J. Patrick Hornbeck II, D.Phil., assistant professor of theology and medieval studies, chronicles the stories of people and communities who live at the margins of established religious traditions.
His first book, What Is a Lollard? (Oxford University Press, 2010), discusses the beliefs and practices of heretics and heresy defendants in late medieval England. Hornbeck is currently working with Thomas M. Beaudoin, Ph.D., to study the sociological, psychological and theological struggles that mark the processes through which people choose to disaffiliate from Roman Catholicism.
1. Arians have been called the “archetypal” Christian heretics; accusations of Arianism have been made in almost every century since the fourth. Taking its name from an Egyptian priest, Arius, this heresy holds that Jesus, while the son of God, is neither eternal nor as fully divine as God the father.
2. Free Spirit heretics were thought in the 14th and 15th centuries to believe that once people reach a state of spiritual perfection, laws no longer apply to them. While the heresy may have existed more in the minds of inquisitors than anywhere else, fear of it sparked persecutions in France, Holland and Spain.
3. Marcionites, living in the second and third centuries, believed that the vengeful, angry God they found in the Hebrew Bible was an evil tyrant, separate from—and inferior to—the loving, forgiving God of the New Testament.

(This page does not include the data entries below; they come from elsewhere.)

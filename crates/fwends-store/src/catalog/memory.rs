//! In-memory pack catalog.
//!
//! Every method takes one lock for its whole body, so each call is trivially
//! serializable. Conflicts can be injected to exercise the caller's retry
//! loop.

use std::collections::{BTreeMap, BTreeSet};

use async_trait::async_trait;
use fwends_core::{PackDigest, PackHasher, PackId, PackTitle, ResourceId, SlotKey};
use parking_lot::Mutex;

use super::{PackCatalog, PackContents, PackSummary, SlotEntry, SlotScope};
use crate::error::{StoreError, StoreResult};

#[derive(Debug, Clone)]
struct PackRow {
    title: String,
    hash: PackDigest,
}

#[derive(Debug, Default)]
struct Inner {
    packs: BTreeMap<PackId, PackRow>,
    // SlotKey orders by (pack, role, string, class).
    slots: BTreeMap<SlotKey, ResourceId>,
    resources: BTreeSet<ResourceId>,
    pruned: BTreeSet<ResourceId>,
    admins: BTreeSet<String>,
    pending_conflicts: usize,
    conflicts_raised: usize,
}

impl Inner {
    fn take_conflict(&mut self) -> StoreResult<()> {
        if self.pending_conflicts > 0 {
            self.pending_conflicts -= 1;
            self.conflicts_raised += 1;
            return Err(StoreError::SerializationFailure(
                "could not serialize access due to concurrent update".into(),
            ));
        }
        Ok(())
    }

    fn pack_slots(&self, pack: PackId) -> impl Iterator<Item = (&SlotKey, &ResourceId)> + '_ {
        self.slots
            .range(SlotKey::first_in(pack)..)
            .take_while(move |(k, _)| k.pack == pack)
    }

    fn rehash(&mut self, pack: PackId) {
        let mut hasher = PackHasher::new();
        for (key, _) in self.pack_slots(pack) {
            hasher.push(key.role.as_str(), key.string.as_str());
        }
        let digest = hasher.finish();
        if let Some(row) = self.packs.get_mut(&pack) {
            row.hash = digest;
        }
    }
}

/// Catalog backed by process memory.
#[derive(Debug, Default)]
pub struct MemoryCatalog {
    inner: Mutex<Inner>,
}

impl MemoryCatalog {
    /// Create an empty catalog.
    pub fn new() -> Self {
        Self::default()
    }

    /// Add an email to the admin allow-list.
    pub fn add_admin(&self, email: impl Into<String>) {
        self.inner.lock().admins.insert(email.into());
    }

    /// Make the next `n` serializable transactions fail with a
    /// serialization failure before touching any state.
    pub fn inject_conflicts(&self, n: usize) {
        self.inner.lock().pending_conflicts += n;
    }

    /// Number of injected conflicts that have been raised so far.
    pub fn conflicts_raised(&self) -> usize {
        self.inner.lock().conflicts_raised
    }

    /// Ids in the live marker table.
    pub fn recorded_resources(&self) -> Vec<ResourceId> {
        self.inner.lock().resources.iter().copied().collect()
    }

    /// Ids in the pruned marker table.
    pub fn pruned_resources(&self) -> Vec<ResourceId> {
        self.inner.lock().pruned.iter().copied().collect()
    }

    /// Seed the pruned marker table directly, as if a previous process
    /// crashed between the marker move and the blob delete.
    pub fn seed_pruned(&self, id: ResourceId) {
        self.inner.lock().pruned.insert(id);
    }
}

#[async_trait]
impl PackCatalog for MemoryCatalog {
    async fn create_pack(&self, id: PackId, title: &PackTitle) -> StoreResult<()> {
        let mut inner = self.inner.lock();
        if inner.packs.contains_key(&id) {
            return Err(StoreError::Inconsistent(format!("pack {id} already exists")));
        }
        inner.packs.insert(
            id,
            PackRow {
                title: title.as_str().to_string(),
                hash: PackDigest::EMPTY,
            },
        );
        Ok(())
    }

    async fn rename_pack(&self, id: PackId, title: &PackTitle) -> StoreResult<bool> {
        let mut inner = self.inner.lock();
        match inner.packs.get_mut(&id) {
            Some(row) => {
                row.title = title.as_str().to_string();
                Ok(true)
            }
            None => Ok(false),
        }
    }

    async fn list_packs(&self) -> StoreResult<Vec<PackSummary>> {
        let inner = self.inner.lock();
        let summaries = inner
            .packs
            .iter()
            .map(|(id, row)| {
                let mut roles = BTreeSet::new();
                let mut pairs = BTreeSet::new();
                for (key, _) in inner.pack_slots(*id) {
                    roles.insert(key.role.as_str());
                    pairs.insert((key.role.as_str(), key.string.as_str()));
                }
                PackSummary {
                    id: *id,
                    title: row.title.clone(),
                    hash: row.hash,
                    role_count: roles.len() as i64,
                    string_count: pairs.len() as i64,
                }
            })
            .collect();
        Ok(summaries)
    }

    async fn load_pack(&self, id: PackId) -> StoreResult<Option<PackContents>> {
        let inner = self.inner.lock();
        let Some(row) = inner.packs.get(&id) else {
            return Ok(None);
        };
        let slots = inner
            .pack_slots(id)
            .map(|(key, resource)| SlotEntry {
                role: key.role.clone(),
                string: key.string.clone(),
                class: key.class,
                resource: *resource,
            })
            .collect();
        Ok(Some(PackContents {
            title: row.title.clone(),
            hash: row.hash,
            slots,
        }))
    }

    async fn pack_exists(&self, id: PackId) -> StoreResult<bool> {
        Ok(self.inner.lock().packs.contains_key(&id))
    }

    async fn slot_resource(&self, key: &SlotKey) -> StoreResult<Option<ResourceId>> {
        Ok(self.inner.lock().slots.get(key).copied())
    }

    async fn record_resource(&self, id: ResourceId) -> StoreResult<()> {
        if !self.inner.lock().resources.insert(id) {
            return Err(StoreError::Inconsistent(format!(
                "resource {id} already recorded"
            )));
        }
        Ok(())
    }

    async fn swap_slot(&self, key: &SlotKey, resource: ResourceId) -> StoreResult<Option<ResourceId>> {
        let mut inner = self.inner.lock();
        inner.take_conflict()?;
        if !inner.packs.contains_key(&key.pack) {
            return Err(StoreError::PackNotFound(key.pack));
        }
        let pair_present = inner
            .pack_slots(key.pack)
            .any(|(k, _)| k.role == key.role && k.string == key.string);
        let previous = inner.slots.insert(key.clone(), resource);
        if !pair_present {
            inner.rehash(key.pack);
        }
        Ok(previous)
    }

    async fn remove_slots(&self, pack: PackId, scope: &SlotScope) -> StoreResult<Vec<SlotEntry>> {
        let mut inner = self.inner.lock();
        inner.take_conflict()?;
        if matches!(scope, SlotScope::Pack) && !inner.packs.contains_key(&pack) {
            return Err(StoreError::PackNotFound(pack));
        }
        let matching: Vec<SlotKey> = inner
            .pack_slots(pack)
            .map(|(k, _)| k)
            .filter(|k| match scope {
                SlotScope::Pack => true,
                SlotScope::Role(role) => &k.role == role,
                SlotScope::Pair(role, string) => &k.role == role && &k.string == string,
            })
            .cloned()
            .collect();
        if matching.is_empty() && !matches!(scope, SlotScope::Pack) {
            return Err(StoreError::NoResources);
        }
        let mut removed = Vec::with_capacity(matching.len());
        for key in matching {
            if let Some(resource) = inner.slots.remove(&key) {
                removed.push(SlotEntry {
                    role: key.role,
                    string: key.string,
                    class: key.class,
                    resource,
                });
            }
        }
        match scope {
            SlotScope::Pack => {
                inner.packs.remove(&pack);
            }
            _ => inner.rehash(pack),
        }
        Ok(removed)
    }

    async fn mark_pruned(&self, id: ResourceId) -> StoreResult<bool> {
        let mut inner = self.inner.lock();
        inner.take_conflict()?;
        if !inner.resources.remove(&id) {
            return Ok(false);
        }
        inner.pruned.insert(id);
        Ok(true)
    }

    async fn forget_pruned(&self, id: ResourceId) -> StoreResult<()> {
        self.inner.lock().pruned.remove(&id);
        Ok(())
    }

    async fn pruned_backlog(&self) -> StoreResult<Vec<ResourceId>> {
        Ok(self.inner.lock().pruned.iter().copied().collect())
    }

    async fn is_admin(&self, email: &str) -> StoreResult<bool> {
        Ok(self.inner.lock().admins.contains(email))
    }

    async fn ping(&self) -> StoreResult<()> {
        Ok(())
    }
}

#[cfg(test)]
mod tests {
    use super::*;
    use fwends_core::{pack_digest, ResourceClass, RoleId, StringId};

    fn pack(n: i64) -> PackId {
        PackId::new(n).unwrap()
    }

    fn res(n: i64) -> ResourceId {
        ResourceId::new(n).unwrap()
    }

    fn key(p: i64, role: &str, string: &str, class: ResourceClass) -> SlotKey {
        SlotKey {
            pack: pack(p),
            role: RoleId::new(role).unwrap(),
            string: StringId::new(string).unwrap(),
            class,
        }
    }

    async fn catalog_with_pack() -> MemoryCatalog {
        let cat = MemoryCatalog::new();
        cat.create_pack(pack(1), &PackTitle::new("Test Pack").unwrap())
            .await
            .unwrap();
        cat
    }

    async fn stored_hash(cat: &MemoryCatalog, p: i64) -> PackDigest {
        cat.load_pack(pack(p)).await.unwrap().unwrap().hash
    }

    #[tokio::test]
    async fn new_pack_has_empty_digest() {
        let cat = catalog_with_pack().await;
        assert_eq!(stored_hash(&cat, 1).await, PackDigest::EMPTY);
    }

    #[tokio::test]
    async fn swap_inserts_then_updates_in_place() {
        let cat = catalog_with_pack().await;
        let k = key(1, "greeting", "hello", ResourceClass::Image);

        assert_eq!(cat.swap_slot(&k, res(10)).await.unwrap(), None);
        let after_insert = stored_hash(&cat, 1).await;
        assert_eq!(after_insert, pack_digest([("greeting", "hello")]));

        assert_eq!(cat.swap_slot(&k, res(11)).await.unwrap(), Some(res(10)));
        assert_eq!(cat.slot_resource(&k).await.unwrap(), Some(res(11)));
        assert_eq!(stored_hash(&cat, 1).await, after_insert);
    }

    #[tokio::test]
    async fn second_class_for_pair_keeps_digest() {
        let cat = catalog_with_pack().await;
        cat.swap_slot(&key(1, "greeting", "hello", ResourceClass::Image), res(1))
            .await
            .unwrap();
        let before = stored_hash(&cat, 1).await;
        cat.swap_slot(&key(1, "greeting", "hello", ResourceClass::Audio), res(2))
            .await
            .unwrap();
        assert_eq!(stored_hash(&cat, 1).await, before);
    }

    #[tokio::test]
    async fn swap_on_missing_pack_is_not_found() {
        let cat = MemoryCatalog::new();
        let err = cat
            .swap_slot(&key(9, "a", "b", ResourceClass::Audio), res(1))
            .await
            .unwrap_err();
        assert!(matches!(err, StoreError::PackNotFound(p) if p == pack(9)));
    }

    #[tokio::test]
    async fn injected_conflicts_leave_state_untouched() {
        let cat = catalog_with_pack().await;
        let k = key(1, "greeting", "hello", ResourceClass::Image);
        cat.inject_conflicts(2);
        assert!(cat.swap_slot(&k, res(1)).await.unwrap_err().is_retryable());
        assert!(cat.swap_slot(&k, res(1)).await.unwrap_err().is_retryable());
        assert_eq!(cat.slot_resource(&k).await.unwrap(), None);
        assert_eq!(cat.swap_slot(&k, res(1)).await.unwrap(), None);
        assert_eq!(cat.conflicts_raised(), 2);
    }

    #[tokio::test]
    async fn pair_delete_reverts_digest() {
        let cat = catalog_with_pack().await;
        cat.swap_slot(&key(1, "greeting", "hello", ResourceClass::Image), res(1))
            .await
            .unwrap();
        cat.swap_slot(&key(1, "greeting", "hello", ResourceClass::Audio), res(2))
            .await
            .unwrap();
        let removed = cat
            .remove_slots(
                pack(1),
                &SlotScope::Pair(RoleId::new("greeting").unwrap(), StringId::new("hello").unwrap()),
            )
            .await
            .unwrap();
        assert_eq!(removed.len(), 2);
        assert_eq!(stored_hash(&cat, 1).await, PackDigest::EMPTY);
    }

    #[tokio::test]
    async fn role_delete_without_match_is_no_resources() {
        let cat = catalog_with_pack().await;
        let err = cat
            .remove_slots(pack(1), &SlotScope::Role(RoleId::new("missing").unwrap()))
            .await
            .unwrap_err();
        assert!(matches!(err, StoreError::NoResources));
    }

    #[tokio::test]
    async fn pack_delete_tolerates_empty_and_rejects_missing() {
        let cat = catalog_with_pack().await;
        assert!(cat.remove_slots(pack(1), &SlotScope::Pack).await.unwrap().is_empty());
        assert!(!cat.pack_exists(pack(1)).await.unwrap());
        let err = cat.remove_slots(pack(1), &SlotScope::Pack).await.unwrap_err();
        assert!(matches!(err, StoreError::PackNotFound(_)));
    }

    #[tokio::test]
    async fn listing_counts_distinct_roles_and_pairs() {
        let cat = catalog_with_pack().await;
        cat.swap_slot(&key(1, "a", "x", ResourceClass::Image), res(1)).await.unwrap();
        cat.swap_slot(&key(1, "a", "x", ResourceClass::Audio), res(2)).await.unwrap();
        cat.swap_slot(&key(1, "a", "y", ResourceClass::Image), res(3)).await.unwrap();
        cat.swap_slot(&key(1, "b", "x", ResourceClass::Image), res(4)).await.unwrap();
        let list = cat.list_packs().await.unwrap();
        assert_eq!(list.len(), 1);
        assert_eq!(list[0].role_count, 2);
        assert_eq!(list[0].string_count, 3);
        assert_eq!(list[0].hash, pack_digest([("a", "x"), ("a", "y"), ("b", "x")]));
    }

    #[tokio::test]
    async fn marker_tables_move_once() {
        let cat = MemoryCatalog::new();
        cat.record_resource(res(5)).await.unwrap();
        assert!(cat.mark_pruned(res(5)).await.unwrap());
        assert!(!cat.mark_pruned(res(5)).await.unwrap());
        assert_eq!(cat.pruned_backlog().await.unwrap(), vec![res(5)]);
        cat.forget_pruned(res(5)).await.unwrap();
        cat.forget_pruned(res(5)).await.unwrap();
        assert!(cat.pruned_backlog().await.unwrap().is_empty());
        assert!(cat.recorded_resources().is_empty());
    }

    #[tokio::test]
    async fn neighbouring_packs_stay_separate() {
        let cat = MemoryCatalog::new();
        for p in [1, 2, 3] {
            cat.create_pack(pack(p), &PackTitle::new("Pack").unwrap())
                .await
                .unwrap();
        }
        cat.swap_slot(&key(1, "zz", "z", ResourceClass::Audio), res(10)).await.unwrap();
        cat.swap_slot(&key(2, "0", "0", ResourceClass::Image), res(20)).await.unwrap();
        cat.swap_slot(&key(2, "hero", "hi", ResourceClass::Audio), res(21)).await.unwrap();
        cat.swap_slot(&key(3, "0", "0", ResourceClass::Image), res(30)).await.unwrap();

        let contents = cat.load_pack(pack(2)).await.unwrap().unwrap();
        let held: Vec<_> = contents.slots.iter().map(|s| s.resource).collect();
        assert_eq!(held, vec![res(20), res(21)]);
        assert_eq!(contents.hash, pack_digest([("0", "0"), ("hero", "hi")]));

        let removed = cat.remove_slots(pack(2), &SlotScope::Pack).await.unwrap();
        assert_eq!(removed.len(), 2);
        assert_eq!(stored_hash(&cat, 1).await, pack_digest([("zz", "z")]));
        assert_eq!(stored_hash(&cat, 3).await, pack_digest([("0", "0")]));
    }
}
//! # Extraction Helpers
//!
//! Map axum rejections and raw path segments to [`AppError`] so handlers
//! answer with the structured error body instead of axum's plain-text
//! rejections.

use axum::extract::rejection::{JsonRejection, PathRejection};
use axum::extract::Path;
use axum::Json;
use fwends_core::PackId;

use crate::error::AppError;

/// Extract a JSON body, mapping deserialization errors to [`AppError::BadRequest`].
///
/// ```ignore
/// async fn handler(body: Result<Json<T>, JsonRejection>) -> Result<..., AppError> {
///     let req = extract_json(body)?;
/// }
/// ```
pub fn extract_json<T>(result: Result<Json<T>, JsonRejection>) -> Result<T, AppError> {
    result
        .map(|Json(v)| v)
        .map_err(|err| AppError::BadRequest(err.body_text()))
}

/// Extract path parameters, mapping rejections to [`AppError::BadRequest`].
pub fn extract_path<T>(result: Result<Path<T>, PathRejection>) -> Result<T, AppError> {
    result
        .map(|Path(v)| v)
        .map_err(|err| AppError::BadRequest(err.body_text()))
}

/// Parse a pack id path segment. Anything but a non-negative decimal
/// integer is a bad request.
pub fn parse_pack_id(raw: &str) -> Result<PackId, AppError> {
    raw.parse()
        .map_err(|_| AppError::BadRequest(format!("invalid pack id: {raw:?}")))
}

#[cfg(test)]
mod tests {
    use super::*;

    #[test]
    fn pack_ids() {
        assert_eq!(parse_pack_id("42").unwrap().get(), 42);
        assert!(matches!(parse_pack_id("abc"), Err(AppError::BadRequest(_))));
        assert!(matches!(parse_pack_id("-1"), Err(AppError::BadRequest(_))));
        assert!(matches!(parse_pack_id("+5"), Err(AppError::BadRequest(_))));
        assert!(matches!(parse_pack_id(""), Err(AppError::BadRequest(_))));
    }
}
//! In-memory blob store with failure injection.

use std::collections::HashMap;

use async_trait::async_trait;
use fwends_core::ResourceId;
use parking_lot::RwLock;

use super::{Blob, BlobStore};
use crate::error::{StoreError, StoreResult};

#[derive(Debug, Default)]
struct Faults {
    failing_puts: usize,
    failing_deletes: usize,
}

/// Blob store backed by a `HashMap`.
#[derive(Debug, Default)]
pub struct MemoryBlobStore {
    objects: RwLock<HashMap<ResourceId, Blob>>,
    faults: RwLock<Faults>,
}

impl MemoryBlobStore {
    /// Create an empty store.
    pub fn new() -> Self {
        Self::default()
    }

    /// Fail the next `n` puts.
    pub fn fail_next_puts(&self, n: usize) {
        self.faults.write().failing_puts += n;
    }

    /// Fail the next `n` deletes.
    pub fn fail_next_deletes(&self, n: usize) {
        self.faults.write().failing_deletes += n;
    }

    /// Whether an object exists under `id`.
    pub fn contains(&self, id: ResourceId) -> bool {
        self.objects.read().contains_key(&id)
    }

    /// Number of stored objects.
    pub fn len(&self) -> usize {
        self.objects.read().len()
    }

    /// Whether the store holds no objects.
    pub fn is_empty(&self) -> bool {
        self.objects.read().is_empty()
    }

    /// Sorted ids of all stored objects.
    pub fn ids(&self) -> Vec<ResourceId> {
        let mut ids: Vec<ResourceId> = self.objects.read().keys().copied().collect();
        ids.sort();
        ids
    }

    fn take_fault(counter: &mut usize, op: &str, id: ResourceId) -> StoreResult<()> {
        if *counter > 0 {
            *counter -= 1;
            return Err(StoreError::Unavailable(format!("injected {op} failure for {id}")));
        }
        Ok(())
    }
}

#[async_trait]
impl BlobStore for MemoryBlobStore {
    async fn put(&self, id: ResourceId, blob: Blob) -> StoreResult<()> {
        Self::take_fault(&mut self.faults.write().failing_puts, "put", id)?;
        self.objects.write().insert(id, blob);
        Ok(())
    }

    async fn get(&self, id: ResourceId) -> StoreResult<Option<Blob>> {
        Ok(self.objects.read().get(&id).cloned())
    }

    async fn delete(&self, id: ResourceId) -> StoreResult<()> {
        Self::take_fault(&mut self.faults.write().failing_deletes, "delete", id)?;
        self.objects.write().remove(&id);
        Ok(())
    }

    async fn ping(&self) -> StoreResult<()> {
        Ok(())
    }
}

Like many of their contemporaries, they perceived the world as a battleground between the forces of good and evil.
4. My colleague Maureen A. Tilley, Ph.D., has written extensively about Donatists. They declared that baptism and other sacraments administered by so-called “traditores”—Christians who had willingly repudiated their faith in the face of persecution from the Roman Empire—were invalid.
5. Cathars may have formed groups in southern France and Italy in the 12th through 14th centuries. The most extreme among them believed that the physical world was the handiwork of an evil god. Avoiding meat, cheese and some other foods, as well as refraining from sexual intercourse, were ways to connect with the spiritual world.
6. Docetists proposed that the Son of God never fully took on human flesh and that the body of Jesus was an illusion, just as Zeus in Greek mythology took the form of a bull to seduce Europa. Jesus, therefore, never physically died on the cross.
7. Nestorians, another group of early Christians, believed that the human and divine persons of Jesus remained separate; thus for them “Jesus Christ” and “the Son of God” are not quite one and the same. Nestorian churches remained active in Persia and China as late as the eighth century.
8. Pelagians derived their name from Pelagius, a British monk who preached in fifth-century Rome. He allegedly declared that Christians could earn their way into Heaven by doing good deeds, without the need of divine grace.
9. Conciliarists lived at a time in the Middle Ages when two and sometimes three rivals simultaneously claimed to be pope. They believed that church councils hold ultimate authority and even have the power to depose the pope. They were formally condemned at the Fifth Lateran Council of 1512–1517; ultimately, the doctrine of papal infallibility was declared in 1870.
10. Lollards lived in 14th- through 16th-century England and may have been inspired by the teachings of John Wyclif, a controversial philosopher and theologian at the University of Oxford. Rejecting transubstantiation, the powers of the pope and many ceremonies of the church, they advocated for what some have called a “premature Reformation.”